Iterating over a dictionary's sorted keys

Philip 'Yes, that's my address' Newton nospam.newton at gmx.li
Thu May 25 00:20:08 EDT 2000


Hi there,

In the other P language, the standard idiom is

    for $key (sort keys %d) { ... }                # (1)

The naive approach in Python would be

    for key in d.keys().sort(): pass               # (2)

However, this doesn't make sense (I realise this). I presume that this
makes a temporary list containing the keys of d, sorts this list, throws
the list away and then does the equivalent of 'for k in None: pass'.

_Learning Python_ suggests the following in its solution to example 3 of
chapter 3:

    keys = d.keys
    keys.sort()
    for key in keys: pass # whatever               # (3)

Is there any way to avoid this temporary variable and to write the for
in one line?

One attempt at this was

    for key in (k=d.keys(); k.sort(); k): pass     # (4)

however, this is invalid syntax, as is

    for key in (k=d.keys(), k.sort(), k): pass     # (5)

, presumably because you can't use assignment as an expression in Python
and because C's comma operator doesn't exist in Python because it would
be confused with the tuple-making comma.

Next attempt was

    for key in lambda k=d.keys(): k.sort(), k: pass # (6)
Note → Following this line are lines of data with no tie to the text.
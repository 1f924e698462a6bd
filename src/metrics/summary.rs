use crate::metrics::timeseries::{calculate_returns, max_drawdown};
use crate::portfolio::{ClosedTrade, PortfolioSnapshot};
use prettytable::{Cell, Row, Table};
use serde::{Deserialize, Serialize};
use statrs::statistics::Statistics;

//summary metrics for a backtest
#[derive(Debug, Clone, PartialEq, Serialize, Deserialize)]
pub struct SummaryMetrics {
    pub initial_cash: f64,
    pub final_equity: f64,
    pub total_return: f64,
    pub annualized_return: f64,
    pub max_drawdown: f64,
    pub annualized_volatility: f64,
    pub sharpe_like_ratio: f64,
    pub sortino_ratio: f64,
    pub win_rate_over_fills: f64,
    pub avg_win: f64,
    pub avg_loss: f64,
    pub profit_factor: f64,
    pub num_trades: usize,
    pub num_winning_trades: usize,
    pub num_losing_trades: usize,
    pub largest_win: f64,
    pub largest_loss: f64,
    pub exposure: f64,
}

impl SummaryMetrics {
    //derives every statistic from the ledger history alone
    pub fn from_history(
        snapshots: &[PortfolioSnapshot],
        closed_trades: &[ClosedTrade],
        initial_cash: f64,
        periods_per_year: f64,
    ) -> Self {
        let equity_values: Vec<f64> = snapshots.iter().map(|s| s.equity).collect();

        let final_equity = equity_values.last().copied().unwrap_or(initial_cash);
        let total_return = final_equity / initial_cash - 1.0;

        //geometric, scaled by the number of bars observed
        let annualized_return = if !snapshots.is_empty() && final_equity > 0.0 {
            let years = snapshots.len() as f64 / periods_per_year;
            (final_equity / initial_cash).powf(1.0 / years) - 1.0
        } else {
            0.0
        };

        let returns = calculate_returns(&equity_values);
        let (annualized_volatility, sharpe_like_ratio) = volatility_and_sharpe(&returns, periods_per_year);
        let sortino_ratio = calculate_sortino_ratio(&returns, periods_per_year);

        let trade_stats = calculate_trade_statistics(closed_trades);

        let exposure = if snapshots.is_empty() {
            0.0
        } else {
            let in_market = snapshots.iter().filter(|s| s.position_quantity != 0).count();
            in_market as f64 / snapshots.len() as f64
        };

        SummaryMetrics {
            initial_cash,
            final_equity,
            total_return,
            annualized_return,
            max_drawdown: max_drawdown(&equity_values, initial_cash),
            annualized_volatility,
            sharpe_like_ratio,
            sortino_ratio,
            win_rate_over_fills: trade_stats.win_rate,
            avg_win: trade_stats.avg_win,
            avg_loss: trade_stats.avg_loss,
            profit_factor: trade_stats.profit_factor,
            num_trades: trade_stats.num_trades,
            num_winning_trades: trade_stats.num_winning_trades,
            num_losing_trades: trade_stats.num_losing_trades,
            largest_win: trade_stats.largest_win,
            largest_loss: trade_stats.largest_loss,
            exposure,
        }
    }

    //prints metrics in a formatted table
    pub fn pretty_print_table(&self) {
        let rows = [
            ("Initial Cash", format!("${:.2}", self.initial_cash)),
            ("Final Equity", format!("${:.2}", self.final_equity)),
            ("Total Return", format!("{:.2}%", self.total_return * 100.0)),
            ("Annualized Return", format!("{:.2}%", self.annualized_return * 100.0)),
            ("Max Drawdown", format!("{:.2}%", self.max_drawdown * 100.0)),
            ("Annualized Volatility", format!("{:.2}%", self.annualized_volatility * 100.0)),
            ("Sharpe-like Ratio", format!("{:.3}", self.sharpe_like_ratio)),
            ("Sortino Ratio", format!("{:.3}", self.sortino_ratio)),
            ("Closed Trades", format!("{}", self.num_trades)),
            ("Win Rate", format!("{:.2}%", self.win_rate_over_fills * 100.0)),
            ("Avg Win", format!("${:.2}", self.avg_win)),
            ("Avg Loss", format!("${:.2}", self.avg_loss)),
            ("Largest Win", format!("${:.2}", self.largest_win)),
            ("Largest Loss", format!("${:.2}", self.largest_loss)),
            ("Profit Factor", format!("{:.3}", self.profit_factor)),
            ("Exposure", format!("{:.2}%", self.exposure * 100.0)),
        ];

        let mut table = Table::new();
        table.add_row(Row::new(vec![Cell::new("Metric"), Cell::new("Value")]));
        for (name, value) in rows.iter() {
            table.add_row(Row::new(vec![Cell::new(name), Cell::new(value)]));
        }
        table.printstd();
    }
}

struct TradeStats {
    num_trades: usize,
    num_winning_trades: usize,
    num_losing_trades: usize,
    win_rate: f64,
    avg_win: f64,
    avg_loss: f64,
    profit_factor: f64,
    largest_win: f64,
    largest_loss: f64,
}

//statistics over closed trades, judged on pnl net of costs
fn calculate_trade_statistics(trades: &[ClosedTrade]) -> TradeStats {
    let winning_trades: Vec<f64> = trades
        .iter()
        .map(|t| t.net_pnl)
        .filter(|&pnl| pnl > 0.0)
        .collect();
    let losing_trades: Vec<f64> = trades
        .iter()
        .map(|t| t.net_pnl)
        .filter(|&pnl| pnl < 0.0)
        .collect();

    let num_winning = winning_trades.len();
    let num_losing = losing_trades.len();
    let total = trades.len();

    let win_rate = if total > 0 {
        num_winning as f64 / total as f64
    } else {
        0.0
    };

    let avg_win = if num_winning > 0 {
        winning_trades.iter().sum::<f64>() / num_winning as f64
    } else {
        0.0
    };

    let avg_loss = if num_losing > 0 {
        losing_trades.iter().sum::<f64>() / num_losing as f64
    } else {
        0.0
    };

    let total_wins: f64 = winning_trades.iter().sum();
    let total_losses: f64 = losing_trades.iter().sum::<f64>().abs();

    let profit_factor = if total_losses > 0.0 {
        total_wins / total_losses
    } else if total_wins > 0.0 {
        f64::INFINITY
    } else {
        0.0
    };

    let largest_win = winning_trades.iter().fold(0.0f64, |a, &b| a.max(b));
    let largest_loss = losing_trades.iter().fold(0.0f64, |a, &b| a.min(b));

    TradeStats {
        num_trades: total,
        num_winning_trades: num_winning,
        num_losing_trades: num_losing,
        win_rate,
        avg_win,
        avg_loss,
        profit_factor,
        largest_win,
        largest_loss,
    }
}

//annualized volatility of per-bar returns and the mean/std ratio scaled the same way
fn volatility_and_sharpe(returns: &[f64], periods_per_year: f64) -> (f64, f64) {
    if returns.len() < 2 {
        return (0.0, 0.0);
    }

    let mean = returns.mean();
    let std_dev = returns.std_dev();

    if !std_dev.is_finite() || std_dev == 0.0 {
        return (0.0, 0.0);
    }

    let scale = periods_per_year.sqrt();
    (std_dev * scale, (mean / std_dev) * scale)
}

fn calculate_sortino_ratio(returns: &[f64], periods_per_year: f64) -> f64 {
    if returns.is_empty() {
        return 0.0;
    }

    let mean = returns.mean();

    //calculate downside deviation (only negative returns)
    let negative_returns: Vec<f64> = returns.iter().filter(|&&r| r < 0.0).copied().collect();

    if negative_returns.is_empty() {
        return if mean > 0.0 { f64::INFINITY } else { 0.0 };
    }

    let downside_dev = negative_returns.std_dev();

    if !downside_dev.is_finite() || downside_dev == 0.0 {
        return 0.0;
    }

    (mean / downside_dev) * periods_per_year.sqrt()
}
-- again, no comma operator (and lambdas can contain only one statement;
is that right?).

    for key in (lambda k=d.keys(): k.sort() or k): pass # (7)

Devious: Python's or returns the last true object evaluated, not just 1
or 0. So k.sort() (returning None) causes the right-hand-side of the or
to be evaluated and k to be returned from the lambda. But I forgot to
call the lambda! (I found this out by writing the lambda by itself on
the command line and found that the interpreter printed it as "(function
<lambda> at .....)".)

    for key in (lambda k=d.keys(): k.sort() or k)(): print key, # (8)

Is there no easier way than (8) to iterate over a dictionary's sorted
keys in one line, or without invoking temporary variables? It looks sort
of ridiculous to have to go to such lengths, especially since this
operation must be fairly common.

What's the standard Python idiom for this? What do you use?

Cheers,
Philip
-- 
Philip Newton <nospam.newton at gmx.li>
If you're not part of the solution, you're part of the precipitate.